Hundreds gathered at the Temple Performing Arts Center Wednesday morning to remember former trustee and co-owner of the Inquirer, Daily News and Philly.com Lewis Katz, who died late Saturday, May 31 in a plane crash in Massachusetts.
Katz and six others were aboard a Gulfstream IV private jet which crashed through a chainlink fence at the end of the runway and veered into a ravine before erupting in flames at Hanscom Field outside of Boston.
President Theobald opened up the service paying tribute to Katz’s speech at the commencement ceremony in May, which he called “an absolute delight for everyone who was in attendance.” At the commencement in May, Katz was awarded an honorary doctorate degree. Theobald also discussed Katz’s $25 million donation to Temple’s School of Medicine.
“No one could have imagined that we would be here 20 days later to pay a final tribute to Lewis,” Theobald said in his speech.
Katz became a trustee in 1998 after the urging of classmate Bill Cosby to reconnect with university. Katz also served on the board of the Temple Health System and Fox Chase Cancer Center.
Katz was born in 1942 in the Parkside neighborhood of Camden, New Jersey and raised by his single mother, who worked multiple jobs after Katz’s father died of a heart attack. Katz attended Camden High School before coming to Temple University after receiving a scholarship from an anonymous donor. He graduated in 1963, earning a biology degree from the College of Science and Technology.
Katz went on to graduate school at the Dickinson School of Law at Pennsylvanis State University where he graduated first in his class.
“Katz still has the highest marks for highest grades at Dickinson,” Cosby said during his speech.
Katz then served as a partner and founder of the Katz, Ettin and Levine law firm and made his fortune through investments in a successful parking company, billboards, and YES, a cable TV sports network based around the Yankees.
Katz co-owned the NBA’S New Jersey Nets in 1998 and the NHL’s New Jersey Devils ftom 2000 until 2003. In 2012 Katz became an investor in Interstate General Media Holdings LLC, the parent company of the Inquirer, the Daily News, Philly.com and a printing facility in New Jersey. Roughly a week before his death, Katz became one of two co-owners of these organizations after buying out the rest of the original partners’ shares to the conglomerate for $88 million.
At the memorial service, the speakers included Trustee Chairman Patrick O’Connor, former Pennsylvania Gov. Rendell, former President Bill Clinton, Gov. Corbett, Mayor Nutter, Sen. Cory Booker and Bill Marimow, editor of the Inquirer.
George Norcross, a democratic powerbroker and Katz’s rival in the media buyout days before, was in the audience.

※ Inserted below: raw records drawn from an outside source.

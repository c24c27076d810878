//! Wall clock abstraction
//!
//! Staleness, state ages and latch timestamps read time through [`Clock`] so
//! tests can move time explicitly.

use std::sync::Mutex;

use chrono::{DateTime, Duration, Utc};

pub trait Clock: Send + Sync {
    fn now(&self) -> DateTime<Utc>;
}

#[derive(Debug, Default, Clone, Copy)]
pub struct SystemClock;

impl Clock for SystemClock {
    fn now(&self) -> DateTime<Utc> {
        Utc::now()
    }
}

/// Clock that only moves when told to
#[derive(Debug)]
pub struct ManualClock {
    now: Mutex<DateTime<Utc>>,
}

impl ManualClock {
    pub fn new(start: DateTime<Utc>) -> Self {
        Self {
            now: Mutex::new(start),
        }
    }

    pub fn advance(&self, by: Duration) {
        if let Ok(mut now) = self.now.lock() {
            *now += by;
        }
    }

    pub fn set(&self, to: DateTime<Utc>) {
        if let Ok(mut now) = self.now.lock() {
            *now = to;
        }
    }
}

impl Default for ManualClock {
    fn default() -> Self {
        Self::new(Utc::now())
    }
}

impl Clock for ManualClock {
    fn now(&self) -> DateTime<Utc> {
        match self.now.lock() {
            Ok(now) => *now,
            Err(poisoned) => *poisoned.into_inner(),
        }
    }
}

During the service, Katz was frequently remembered for his random moments of philanthropy or his spur of the moment trips where he would invite anyone on his plane, including a coffee shop cashier he once took to the Super Bowl and three waitresses in Boca Raton, Fla. whom he would take every year gambling in the Caribbean.
“His spontaneous acts of kindness to people he never knew were absolutely incredible,” Rendell said as he recounted a tale of when Katz was driving through a snowstorm and gave $200 to each of three children who were out in the snow voluntarily shoveling the steps of senior citizens’ homes.
“If you were a friend of Lewis Katz you used the term ‘he did what?’ a lot,” Rendell said.
Rendell told a story of waiting at an airport for Katz and receiving a call that Katz had re-directed his plane to Mount Rushmore for guests had never seen the landmark before.
“The thing I loved most about him is he never forgot about people who never started out with anything and couldn’t escape it,” Clinton said.
Clinton spoke about his last defining memory of Katz. In 2007, during a Clinton Global Initiative meeting, Katz pledged to create a school in Camden, New Jersey after learning of how tennis star Andre Agassi founded a high performing school in one of the poorest neighborhoods in Las Vegas.
Katz additionally spent money in politics. He is cited as having donated more than $211,000 in the last 20 years to federal candidates despite being registered as an independent, according to Philly.com.
As Katz’s son Drew spoke during the closing of the ceremony, he cried remembering the impact his father left on his family.
“My dad’s best business success was in the business of making memories,” said Drew Katz, Lewis Katz’s son.
At the end of the ceremony, President Theobald gave Katz a “Temple salute” and played clips from Katz’s commencement speech in May to the audience. The audience was then invited to a reception in Mitten Hall.
Temple’s Board of Trustees will continue with plans to name the university’s School of Medicine after Katz in honor of his $25 million commitment.
Katz is survived by his son Drew Katz, his daughter Melissa Silver and his grandchildren Ethan, Brooke, Taryn and Remi Silver.